HTTPolice can parse HTTP/1.x streams from the ground up. Parsing HTTP/2 is not yet supported.

Using tcpflow

You may be familiar with tcpdump, but it won’t work: HTTPolice needs the reassembled TCP streams, not individual packets. You can get these streams with a tool called tcpflow:

$ mkdir dump

$ cd dump/

$ sudo tcpflow -T'%t-%A-%a-%B-%b-%#' port 80
tcpflow: listening on wlp4s0

(Note the -T option—it is necessary to get the right output.)

tcpflow starts capturing all connections to or from TCP port 80. For example, you can launch a Web browser and go to an ‘http:’ site. Once you are done, exit the browser, then stop tcpflow with Ctrl+C. (It is important that connections are closed before tcpflow shuts down, otherwise they may be incomplete.)

Now you have one or more pairs of stream files:

$ ls
1469847441-054.175.219.008-00080-172.016.000.100-38656-0  report.xml
1469847441-172.016.000.100-38656-054.175.219.008-00080-0

Tell HTTPolice to read this directory with the tcpflow input format:

$ httpolice -i tcpflow .

HTTPolice will combine the files into pairs based on their filenames. Due to a limitation in tcpflow, this only works if every combination of source+destination address+port is unique. If there are duplicates, you will get an error.

It’s OK if you capture some streams that are not HTTP/1.x. HTTPolice will just complain with notices such as 1279. This means you can run tcpflow without a filter, capturing all TCP traffic on a given network interface, and then let HTTPolice sort it out while silencing those notices:

$ sudo tcpflow -T'%t-%A-%a-%B-%b-%#'

$ httpolice -i tcpflow -o html -s 1279 . >../report.html

Using tcpick

tcpick is another tool for reassembling TCP streams. It doesn’t have the “unique port” limitation of tcpflow, but it has a different problem: sometimes it produces files that are clearly invalid HTTP streams (HTTPolice will fail to parse them with notices like 1009).

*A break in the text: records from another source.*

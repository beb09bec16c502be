use serde::{Deserialize, Serialize};

use crate::member::Member;

/// The wire-visible snapshot exchanged in SYNC, SYNC-ACK, and gossip.
#[derive(Clone, Debug, Serialize, Deserialize)]
#[non_exhaustive]
pub struct MembershipPayload {
    pub members: Vec<Member>,
    pub sync_group: String,
}

impl MembershipPayload {
    #[must_use]
    pub const fn new(members: Vec<Member>, sync_group: String) -> Self {
        Self {
            members,
            sync_group,
        }
    }
}
use thiserror::Error;

/// Errors raised directly by this crate's own logic.
///
/// Failures that originate in an external collaborator (transport send,
/// failure detector, gossip broadcaster) are wrapped in `eyre::Report` at
/// the call site instead — see spec.md §7: no failure here is fatal to the
/// service, so these are always logged-and-continued, never propagated out
/// of the dispatcher's event loop.
#[derive(Debug, Error)]
pub enum MembershipError {
    #[error("membership config invalid: {0}")]
    InvalidConfig(&'static str),

    #[error("sync group mismatch: expected {expected:?}, got {actual:?}")]
    SyncGroupMismatch { expected: String, actual: String },

    #[error("event dispatcher mailbox error: {0}")]
    Mailbox(#[from] actix::MailboxError),
}

pub type Result<T> = core::result::Result<T, MembershipError>;
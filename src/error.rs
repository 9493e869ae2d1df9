use std::time::Duration;
use thiserror::Error;

#[derive(Error, Debug)]
pub enum PipupError {
    #[error("Project validation failed: {0}")]
    ProjectValidation(String),

    #[error("Invalid settings: {0}")]
    Settings(String),

    #[error("No release found for: {0}")]
    PackageNotFound(String),

    #[error("HTTP {status} from {url}")]
    Transport { url: String, status: u16 },

    #[error("Request to {url} failed: {message}")]
    Request { url: String, message: String },

    #[error("Unexpected response from {url}: {message}")]
    InvalidResponse { url: String, message: String },

    #[error("Delivery aborted: {0}")]
    DeliveryPrecondition(String),

    #[error("Required checks did not conclude within {0:?}")]
    ChecksTimedOut(Duration),

    #[error("Lock file refresh failed: {0}")]
    LockRefresh(String),

    #[error("IO error: {0}")]
    Io(#[from] std::io::Error),

    #[error("YAML error: {0}")]
    Yaml(#[from] serde_yaml::Error),

    #[error("JSON error: {0}")]
    Json(#[from] serde_json::Error),
}

impl PipupError {
    pub fn request(url: &str, err: impl std::fmt::Display) -> Self {
        PipupError::Request {
            url: url.to_string(),
            message: err.to_string(),
        }
    }

    pub fn invalid_response(url: &str, err: impl std::fmt::Display) -> Self {
        PipupError::InvalidResponse {
            url: url.to_string(),
            message: err.to_string(),
        }
    }
}

pub type Result<T> = std::result::Result<T, PipupError>;
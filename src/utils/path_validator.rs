use crate::error::{PipupError, Result};
use std::path::{Component, Path, PathBuf};

/// Guards the project root and the dependency files read from it.
pub struct PathValidator;

const FORBIDDEN_ROOTS: &[&str] = &["/etc", "/sys", "/proc", "/dev", "/boot"];

impl PathValidator {
    /// Canonicalises the project root and rejects system directories.
    pub fn validate_project_path(path: impl AsRef<Path>) -> Result<PathBuf> {
        let path = path.as_ref();

        let canonical = path.canonicalize().map_err(|e| {
            PipupError::ProjectValidation(format!("Invalid path '{}': {e}", path.display()))
        })?;

        if !canonical.is_dir() {
            return Err(PipupError::ProjectValidation(format!(
                "Path '{}' is not a directory",
                canonical.display()
            )));
        }

        for forbidden in FORBIDDEN_ROOTS {
            let forbidden_path = Path::new(forbidden);
            let canonical_forbidden = forbidden_path
                .canonicalize()
                .unwrap_or_else(|_| forbidden_path.to_path_buf());

            if path.starts_with(forbidden_path) || canonical.starts_with(&canonical_forbidden) {
                return Err(PipupError::ProjectValidation(format!(
                    "Access to system directory '{}' is not allowed",
                    forbidden
                )));
            }
        }

        Ok(canonical)
    }

    /// Checks that a configured file name stays relative to the project root.
    ///
    /// The path does not need to exist; absolute paths and `..` components
    /// are rejected outright.
    pub fn validate_relative_file(relative: impl AsRef<Path>) -> Result<PathBuf> {
        let relative = relative.as_ref();

        if relative.as_os_str().is_empty() {
            return Err(PipupError::ProjectValidation(
                "Empty dependency file path".to_string(),
            ));
        }

        for component in relative.components() {
            match component {
                Component::Normal(_) | Component::CurDir => {}
                _ => {
                    return Err(PipupError::ProjectValidation(format!(
                        "Dependency file '{}' must stay inside the project directory",
                        relative.display()
                    )));
                }
            }
        }

        Ok(relative.to_path_buf())
    }

    /// Ensures an existing file resolves (through symlinks) inside `base_dir`.
    pub fn validate_file_path(
        file_path: impl AsRef<Path>,
        base_dir: impl AsRef<Path>,
    ) -> Result<PathBuf> {
        let file_path = file_path.as_ref();
        let base_dir = base_dir.as_ref();

        let canonical_file = file_path.canonicalize().map_err(|e| {
            PipupError::ProjectValidation(format!(
                "Invalid file path '{}': {e}",
                file_path.display()
            ))
        })?;

        let canonical_base = base_dir.canonicalize().map_err(|e| {
            PipupError::ProjectValidation(format!(
                "Invalid base directory '{}': {e}",
                base_dir.display()
            ))
        })?;

        if !canonical_file.starts_with(&canonical_base) {
            return Err(PipupError::ProjectValidation(format!(
                "File '{}' is outside the project directory",
                file_path.display()
            )));
        }

        Ok(canonical_file)
    }
}
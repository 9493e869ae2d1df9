pub mod path_validator;

pub use path_validator::PathValidator;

Anyway, using it is very similar to using tcpflow:

$ mkdir dump

$ cd dump/

$ sudo tcpick -wR -F2 'port 80'
Starting tcpick 0.2.1 at 2016-07-30 06:14 MSK
Timeout for connections is 600
tcpick: listening on wlp4s0
setting filter: "port 80"
[...]
^C
3837 packets captured
30 tcp sessions detected

$ httpolice -i tcpick .

(Note the -wR -F2 options.)

Other sniffers

If you use some other tool to capture the TCP streams, use the streams input format to pass pairs of files:

$ httpolice -i streams requests1.dat responses1.dat requests2.dat ...

Or req-stream if you only have request streams:

$ httpolice -i req-stream requests1.dat requests2.dat ...

Or resp-stream if you only have response streams (not recommended):

$ httpolice -i resp-stream responses1.dat responses2.dat ...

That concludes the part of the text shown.